Simply, the economy will not grow fast enough to absorb all the new entrants into the labor force—jobs creation will not equal the natural increase in the number of workers

The stimulus package will help raise growth in 2010 and 2011 and add 2.5 to 3 million jobs. Those will hardly offset the 7 or 8 million that will be lost once the carnage is over, and those jobs will be temporary, only lasting an average of two years each.

The stimulus package was poorly conceived. Not enough is devoted to hard projects, and little of the spending will stimulate permanent growth.

The Obama administration would do well to stop the wild claims of having created or saved 150,000 jobs in the first 100 days and promising another 600,000 over the next 100 days.

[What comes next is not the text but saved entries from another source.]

// SPDX-License-Identifier: Apache-2.0
//! The compiler pipeline (§4): turns an authored [`crate::patch::Patch`] into
//! a [`crate::ir::CompiledProgram`] the runtime can execute without ever
//! consulting the patch again.
//!
//! [`compile`] chains every pass in the fixed order §4's overview lays out;
//! each pass is a free function in its own module, kept separate so a
//! targeted unit test can exercise one pass without running the whole
//! pipeline. Passes never call each other directly — only this module
//! sequences them — so the order itself stays a single, auditable spot.

pub mod adapter;
pub mod bind;
pub mod constraint_solve;
pub mod default_source;
pub mod dependency_graph;
pub mod lower;
pub mod schedule;
pub mod time_resolve;

use crate::diagnostics::{Diagnostic, DiagnosticCode, DiagnosticScope, Domain, PrimaryTarget, Severity};
use crate::ir::{CompiledProgram, ProgramOutput, Step};
use crate::patch::normalize::NormalizeError;
use crate::patch::Patch;
use thiserror::Error;

/// The engine's current compiled-IR format version (§3.3: `irVersion: 1`).
/// A host persisting canonical tables across sessions must treat a bump here
/// as a migration boundary.
pub const IR_VERSION: u32 = 1;

/// Reserved compile-time knobs (§SPEC_FULL "Configuration"). Every field is
/// currently advisory only — defaults are the only implemented behavior —
/// kept as a stable struct so a future adapter-table override or solver
/// iteration cap doesn't need to change `compile`'s signature.
#[derive(Clone, Copy, Debug, Default, PartialEq, Eq)]
pub struct CompileOptions {
    /// Reserved: a future solver may iterate to a fixpoint rather than the
    /// current single pass; this caps that loop once it exists.
    pub max_solver_iterations: Option<u32>,
    /// Reserved: a future release may let a host graft extra rules onto
    /// [`adapter::rule_table`] ahead of the built-in set, selected by count
    /// here until the override table itself is implemented.
    pub extra_adapter_rule_budget: Option<u32>,
}

/// Every fault any pass in the pipeline can raise, collected under one type
/// so a host can match on `compile`'s error without reaching into each
/// pass's module.
#[derive(Debug, Error, Clone, PartialEq)]
pub enum CompileError {
    #[error(transparent)]
    Normalize(#[from] NormalizeError),
    #[error("one or more type constraints could not be resolved")]
    TypeSolve(Vec<constraint_solve::TypeSolveError>),
    #[error("one or more edges have no adapter bridging their types")]
    Adapter(Vec<adapter::AdapterError>),
    #[error(transparent)]
    TimeResolve(#[from] time_resolve::TimeResolveError),
    #[error(transparent)]
    Cycle(#[from] dependency_graph::CycleError),
    #[error(transparent)]
    Lower(#[from] lower::LowerError),
    #[error(transparent)]
    Bind(#[from] bind::BindError),
}

impl From<Vec<constraint_solve::TypeSolveError>> for CompileError {
    fn from(errs: Vec<constraint_solve::TypeSolveError>) -> Self {
        Self::TypeSolve(errs)
    }
}

impl From<Vec<adapter::AdapterError>> for CompileError {
    fn from(errs: Vec<adapter::AdapterError>) -> Self {
        Self::Adapter(errs)
    }
}

impl CompileError {
    /// Renders this error as the one or more [`Diagnostic`]s a host's
    /// problem panel would show (§4.13, §7's error taxonomy), scoped to the
    /// compile attempt that produced it.
    #[must_use]
    pub fn to_diagnostics(&self, scope: DiagnosticScope) -> Vec<Diagnostic> {
        let fatal = |code: DiagnosticCode, target: PrimaryTarget, title: &str, message: String| {
            Diagnostic::new(code, Severity::Fatal, Domain::Compile, target, scope, title, message)
        };
        match self {
            Self::Normalize(e) => vec![fatal(
                DiagnosticCode::DanglingEdge,
                PrimaryTarget::Patch,
                "Patch failed normalization",
                e.to_string(),
            )],
            Self::TypeSolve(errs) => errs
                .iter()
                .map(|e| {
                    fatal(
                        DiagnosticCode::UnresolvedType,
                        PrimaryTarget::Patch,
                        "Unresolved type constraint",
                        e.to_string(),
                    )
                })
                .collect(),
            Self::Adapter(errs) => errs
                .iter()
                .map(|e| {
                    fatal(
                        DiagnosticCode::Unbridgeable,
                        PrimaryTarget::Block(e.from_block),
                        "No adapter bridges this connection",
                        e.to_string(),
                    )
                })
                .collect(),
            Self::TimeResolve(e) => {
                let code = match e {
                    time_resolve::TimeResolveError::NoTimeRoot => DiagnosticCode::NoTimeRoot,
                    time_resolve::TimeResolveError::MultipleTimeRoots(_) => DiagnosticCode::MultipleTimeRoots,
                    time_resolve::TimeResolveError::AlgebraicLoop(_) => DiagnosticCode::TimeAlgebraicLoop,
                };
                vec![fatal(code, PrimaryTarget::Patch, "Time resolution failed", e.to_string())]
            }
            Self::Cycle(dependency_graph::CycleError::CycleIllegal { blocks }) => vec![fatal(
                DiagnosticCode::CycleIllegal,
                blocks.first().map_or(PrimaryTarget::Patch, |b| PrimaryTarget::Block(*b)),
                "Illegal cycle with no memory-boundary primitive",
                self.to_string(),
            )],
            Self::Lower(e) => {
                let code = match e {
                    lower::LowerError::PayloadNotSupportedByDefaultSource => {
                        DiagnosticCode::PayloadNotSupportedByDefaultSource
                    }
                    lower::LowerError::Internal(_) | lower::LowerError::UnknownBlockKind(_) => {
                        DiagnosticCode::UnknownBlockType
                    }
                };
                vec![fatal(code, PrimaryTarget::Patch, "Lowering failed", e.to_string())]
            }
            Self::Bind(e) => vec![fatal(DiagnosticCode::UnknownBlockType, PrimaryTarget::Patch, "Binding failed", e.to_string())],
        }
    }
}

/// Builds the `outputs` descriptor table (§3.3: "minimally one
/// `{ kind: 'renderFrame', slot }`"): one [`ProgramOutput::RenderFrame`] per
/// `Render` step, keyed off that step's position slot since a render op has
/// no single dedicated output slot of its own — the frame is assembled by
/// the runtime from each `Render` step's resolved slots, not read back out
/// of the value banks.
fn collect_outputs(schedule: &[Step]) -> Vec<ProgramOutput> {
    schedule
        .iter()
        .filter_map(|step| match step {
            Step::Render { position_slot, .. } => Some(ProgramOutput::RenderFrame { slot: *position_slot }),
            _ => None,
        })
        .collect()
}

/// Runs every compiler pass in order and returns the fully bound, scheduled
/// [`CompiledProgram`] the runtime can execute.
///
/// # Errors
/// The first [`CompileError`] any pass raises, in pipeline order: normalize,
/// type solve, adapter insertion, time resolution, cycle legality, lowering,
/// binding. Scheduling itself cannot fail.
pub fn compile(patch: &Patch, _options: &CompileOptions) -> Result<CompiledProgram, CompileError> {
    let normalized = crate::patch::normalize::normalize(patch)?;
    let with_defaults = default_source::insert_default_sources(&normalized);
    let types = constraint_solve::solve(&with_defaults)?;
    let (adapted, types) = adapter::insert_adapters(&with_defaults, &types)?;
    let time = time_resolve::resolve(&adapted)?;
    dependency_graph::analyze(&adapted)?;
    let lowered = lower::lower(&adapted, &types, &time)?;
    let bound = bind::bind(&adapted, &lowered)?;
    let time_model = time.model;
    let debug_index = bound.debug_index.clone();
    let slot_meta = bound.slot_meta.clone();
    let state_meta = bound.state_meta.clone();
    let exprs = bound.exprs.clone();
    let schedule = schedule::schedule(bound);
    let outputs = collect_outputs(&schedule);

    Ok(CompiledProgram {
        ir_version: IR_VERSION,
        exprs,
        constants: lowered.constants,
        schedule,
        slot_meta,
        state_meta,
        time_model,
        outputs,
        debug_index,
    })
}

#[cfg(test)]
mod tests {
    use super::*;
    use crate::patch::{Block, CombineMode, Edge, ParamValue, Port};
    use crate::types::{CanonicalType, Extent, Payload};

    fn time_root() -> Block {
        let mut params = rustc_hash::FxHashMap::default();
        params.insert("mode".to_string(), ParamValue::Text("infinite".to_string()));
        Block {
            id: crate::ident::BlockId(crate::ident::anchor_id("block", b"", "time_root")),
            kind: time_resolve::TIME_ROOT_KIND.to_string(),
            params,
            input_ports: vec![],
            output_ports: vec![Port {
                id: "dt".to_string(),
                declared_type: CanonicalType::concrete(Payload::Float, Extent::signal()),
            }],
            display_name: None,
        }
    }

    #[test]
    fn a_patch_with_only_a_time_root_compiles_to_an_empty_schedule() {
        let patch = Patch {
            blocks: vec![time_root()],
            edges: vec![],
        };
        let program = compile(&patch, &CompileOptions::default()).unwrap();
        assert_eq!(program.ir_version, IR_VERSION);
        assert!(program.outputs.is_empty());
    }

    #[test]
    fn a_patch_with_no_time_root_fails_to_compile() {
        let patch = Patch {
            blocks: vec![],
            edges: vec![],
        };
        let err = compile(&patch, &CompileOptions::default()).unwrap_err();
        assert!(matches!(err, CompileError::TimeResolve(time_resolve::TimeResolveError::NoTimeRoot)));
        let diags = err.to_diagnostics(DiagnosticScope::default());
        assert_eq!(diags.len(), 1);
        assert_eq!(diags[0].code, DiagnosticCode::NoTimeRoot);
    }

    #[test]
    fn an_unbridgeable_edge_fails_to_compile_with_an_adapter_error() {
        let mut patch = Patch {
            blocks: vec![time_root()],
            edges: vec![],
        };
        let src = Block {
            id: crate::ident::BlockId(crate::ident::anchor_id("block", b"", "src")),
            kind: "test".into(),
            params: Default::default(),
            input_ports: vec![],
            output_ports: vec![Port {
                id: "out".into(),
                declared_type: CanonicalType::concrete(Payload::Shape, Extent::signal()),
            }],
            display_name: None,
        };
        let dst = Block {
            id: crate::ident::BlockId(crate::ident::anchor_id("block", b"", "dst")),
            kind: "test".into(),
            params: Default::default(),
            input_ports: vec![Port {
                id: "in".into(),
                declared_type: CanonicalType::concrete(Payload::CameraProjection, Extent::signal()),
            }],
            output_ports: vec![],
            display_name: None,
        };
        patch.edges.push(Edge {
            from_block: src.id,
            from_port: "out".into(),
            to_block: dst.id,
            to_port: "in".into(),
            combine_mode: CombineMode::WriterWins,
            enabled: true,
        });
        patch.blocks.push(src);
        patch.blocks.push(dst);
        let err = compile(&patch, &CompileOptions::default()).unwrap_err();
        assert!(matches!(err, CompileError::Adapter(_)));
    }
}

This is not a campaign any more. At some point, the promise must turn into prosperity. Campaign slogans, polemics and political spending that rewards supporters won’t resurrect growth or prosperity.

Quarterly Forecasts

Here are my quarterly forecasts. Growth in 2010 and 2011 will hardly be stellar given the recent steep decline.


Print this article with comments

This article has 4 comments:

  •  
    "Here are my quarterly forecasts. Growth in 2010 and 2011 will hardly be stellar given the recent steep decline."

    I'll be surprised if there is any growth at all by any reliable measure, not that we really have one.
    Jun 10 04:32 AM | Link | Reply
  •  
    if you tell the lie loud enough, often enough for long enough the sheeple will come to believe it. the deception is the game of political parasites aided by their lapdog pundits. politicians follow the directions given by those that pay for them while decieving those that vote.
    they are the incarnation of the paradox, "everything i say is a lie."
    Jun 10 08:31 AM | Link | Reply
  •  
    It would be a jobless recovery, uemployment staying above 9% till 2011.

    Obama's first promise was with stimulus unemployment would stay below 8%. Very (very) quickly we are at 9.4% likley to reach 10% in a couple of months.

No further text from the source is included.